What is required: Pull every line that holds the word "impl" from the entries.
*** Information given Section Begins ***
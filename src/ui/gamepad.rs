/// Gamepad input tracker using gilrs.
///
/// Button mapping comes from the `[gamepad]` section of config.toml.
/// Default mapping:
///   D-pad / Left Stick    →  Run / Climb
///   A                     →  Jump
///   X / B / R1            →  Fire (blaster)
///   Start                 →  Confirm
///   Select                →  Back to title / Quit
///   Y                     →  Pause

#[cfg(feature = "gamepad")]
use gilrs::{Axis, Button, EventType, Gilrs};

use crate::config::GamepadConfig;

#[cfg_attr(not(feature = "gamepad"), allow(dead_code))]
const STICK_DEADZONE: f32 = 0.25;

/// Logical button identifiers (one per physical button).
#[derive(Clone, Copy, PartialEq, Eq, Hash, Debug)]
pub enum Btn {
    A,       // South
    B,       // East
    X,       // West
    Y,       // North
    L1,      // LeftTrigger
    R1,      // RightTrigger
    L2,      // LeftTrigger2
    R2,      // RightTrigger2
    Start,
    Select,
}

impl Btn {
    fn from_name(s: &str) -> Option<Btn> {
        match s.trim().to_uppercase().as_str() {
            "A" | "SOUTH"  => Some(Btn::A),
            "B" | "EAST"   => Some(Btn::B),
            "X" | "WEST"   => Some(Btn::X),
            "Y" | "NORTH"  => Some(Btn::Y),
            "L1" | "LB" | "LEFTTRIGGER"  => Some(Btn::L1),
            "R1" | "RB" | "RIGHTTRIGGER" => Some(Btn::R1),
            "L2" | "LT" | "LEFTTRIGGER2"  => Some(Btn::L2),
            "R2" | "RT" | "RIGHTTRIGGER2" => Some(Btn::R2),
            "START" => Some(Btn::Start),
            "SELECT" | "BACK" => Some(Btn::Select),
            _ => None,
        }
    }

    #[cfg(feature = "gamepad")]
    fn from_gilrs(btn: Button) -> Option<Btn> {
        match btn {
            Button::South     => Some(Btn::A),
            Button::East      => Some(Btn::B),
            Button::West      => Some(Btn::X),
            Button::North     => Some(Btn::Y),
            Button::LeftTrigger  => Some(Btn::L1),
            Button::RightTrigger => Some(Btn::R1),
            Button::LeftTrigger2  => Some(Btn::L2),
            Button::RightTrigger2 => Some(Btn::R2),
            Button::Start     => Some(Btn::Start),
            Button::Select    => Some(Btn::Select),
            _ => None,
        }
    }
}

/// Game actions a button can be bound to.
#[derive(Clone, Copy, PartialEq, Eq, Debug)]
pub enum Action {
    Jump,
    Fire,
    Confirm,
    Cancel,
    Pause,
}

/// Directions, fed by both the d-pad and the left stick.
#[derive(Clone, Copy, PartialEq, Eq, Debug)]
pub enum Dir {
    Up,
    Down,
    Left,
    Right,
}

/// Per-button state: held (continuous) and just_pressed (edge).
#[derive(Clone, Copy, Debug, Default)]
struct BtnState {
    held: bool,
    just_pressed: bool,
}

impl BtnState {
    fn set(&mut self, held: bool) {
        if held && !self.held {
            self.just_pressed = true;
        }
        self.held = held;
    }
}

/// Action-to-button mapping, indexed by `Action`.
struct ActionMap([Vec<Btn>; 5]);

impl Default for ActionMap {
    fn default() -> Self {
        ActionMap([
            vec![Btn::A],
            vec![Btn::X, Btn::B, Btn::R1],
            vec![Btn::Start],
            vec![Btn::Select],
            vec![Btn::Y],
        ])
    }
}

impl ActionMap {
    fn buttons(&self, action: Action) -> &[Btn] {
        &self.0[action as usize]
    }

    /// Replace a binding; an empty or fully unknown list keeps the default.
    fn bind(&mut self, action: Action, names: &[String]) {
        let btns: Vec<Btn> = names
            .iter()
            .filter_map(|s| {
                let b = Btn::from_name(s);
                if b.is_none() {
                    log::warn!("unknown gamepad button {s:?} for {action:?}");
                }
                b
            })
            .collect();
        if !btns.is_empty() {
            self.0[action as usize] = btns;
        }
    }
}

pub struct GamepadState {
    #[cfg(feature = "gamepad")]
    gilrs: Option<Gilrs>,

    // All tracked buttons (indexed by Btn)
    buttons: [BtnState; 10],
    // Indexed by Dir
    dpad: [BtnState; 4],
    stick: [BtnState; 4],
    stick_x: f32,
    stick_y: f32,

    action_map: ActionMap,

    pub connected: bool,
}

impl GamepadState {
    pub fn new() -> Self {
        #[cfg(feature = "gamepad")]
        let (gilrs_opt, connected) = match Gilrs::new() {
            Ok(g) => {
                let has_pad = g.gamepads().next().is_some();
                (Some(g), has_pad)
            }
            Err(e) => {
                log::warn!("gamepad support unavailable: {e}");
                (None, false)
            }
        };
        #[cfg(not(feature = "gamepad"))]
        let connected = false;

        GamepadState {
            #[cfg(feature = "gamepad")]
            gilrs: gilrs_opt,
            buttons: [BtnState::default(); 10],
            dpad: [BtnState::default(); 4],
            stick: [BtnState::default(); 4],
            stick_x: 0.0,
            stick_y: 0.0,
            action_map: ActionMap::default(),
            connected,
        }
    }

    /// Load button mapping from config.
    pub fn load_button_config(&mut self, cfg: &GamepadConfig) {
        let map = &mut self.action_map;
        map.bind(Action::Jump, &cfg.jump);
        map.bind(Action::Fire, &cfg.fire);
        map.bind(Action::Confirm, &cfg.confirm);
        map.bind(Action::Cancel, &cfg.cancel);
        map.bind(Action::Pause, &cfg.pause);
    }

    pub fn update(&mut self) {
        self.clear_just_pressed();

        #[cfg(feature = "gamepad")]
        self.poll_gilrs();
    }

    #[cfg(feature = "gamepad")]
    fn poll_gilrs(&mut self) {
        let gilrs = match &mut self.gilrs {
            Some(g) => g,
            None => return,
        };

        let events: Vec<_> = std::iter::from_fn(|| gilrs.next_event()).collect();

        for event in events {
            match event.event {
                EventType::ButtonPressed(btn, _) => {
                    self.connected = true;
                    self.set_button(btn, true);
                }
                EventType::ButtonReleased(btn, _) => {
                    self.connected = true;
                    self.set_button(btn, false);
                }
                EventType::AxisChanged(axis, value, _) => {
                    self.connected = true;
                    match axis {
                        Axis::LeftStickX => self.stick_x = value,
                        Axis::LeftStickY => self.stick_y = value,
                        _ => {}
                    }
                }
                EventType::Connected => {
                    log::info!("gamepad connected");
                    self.connected = true;
                }
                EventType::Disconnected => {
                    log::info!("gamepad disconnected");
                    self.connected = false;
                    self.release_all();
                }
                _ => {}
            }
        }

        self.derive_stick();
    }

    /// Turn the analog stick into four digital directions.
    #[cfg_attr(not(feature = "gamepad"), allow(dead_code))]
    fn derive_stick(&mut self) {
        self.stick[Dir::Left as usize].set(self.stick_x < -STICK_DEADZONE);
        self.stick[Dir::Right as usize].set(self.stick_x > STICK_DEADZONE);
        self.stick[Dir::Up as usize].set(self.stick_y > STICK_DEADZONE);
        self.stick[Dir::Down as usize].set(self.stick_y < -STICK_DEADZONE);
    }

    #[cfg(feature = "gamepad")]
    fn set_button(&mut self, gilrs_btn: Button, held: bool) {
        let dir = match gilrs_btn {
            Button::DPadUp => Some(Dir::Up),
            Button::DPadDown => Some(Dir::Down),
            Button::DPadLeft => Some(Dir::Left),
            Button::DPadRight => Some(Dir::Right),
            _ => None,
        };
        if let Some(d) = dir {
            self.dpad[d as usize].set(held);
            return;
        }

        if let Some(btn) = Btn::from_gilrs(gilrs_btn) {
            self.buttons[btn as usize].set(held);
        }
    }

    // ── Queries ──

    pub fn pressed(&self, action: Action) -> bool {
        self.action_map.buttons(action).iter().any(|&b| self.buttons[b as usize].just_pressed)
    }

    pub fn held(&self, action: Action) -> bool {
        self.action_map.buttons(action).iter().any(|&b| self.buttons[b as usize].held)
    }

    pub fn dir_held(&self, dir: Dir) -> bool {
        self.dpad[dir as usize].held || self.stick[dir as usize].held
    }

    // ── Internal ──

    fn clear_just_pressed(&mut self) {
        for b in self.buttons.iter_mut().chain(&mut self.dpad).chain(&mut self.stick) {
            b.just_pressed = false;
        }
    }

    #[cfg_attr(not(feature = "gamepad"), allow(dead_code))]
    fn release_all(&mut self) {
        for b in self.buttons.iter_mut().chain(&mut self.dpad).chain(&mut self.stick) {
            *b = BtnState::default();
        }
        self.stick_x = 0.0;
        self.stick_y = 0.0;
    }
}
*** Information given Section Ends ***
Solution for this problem:
impl Btn {
impl BtnState {
impl Default for ActionMap {
impl ActionMap {
impl GamepadState {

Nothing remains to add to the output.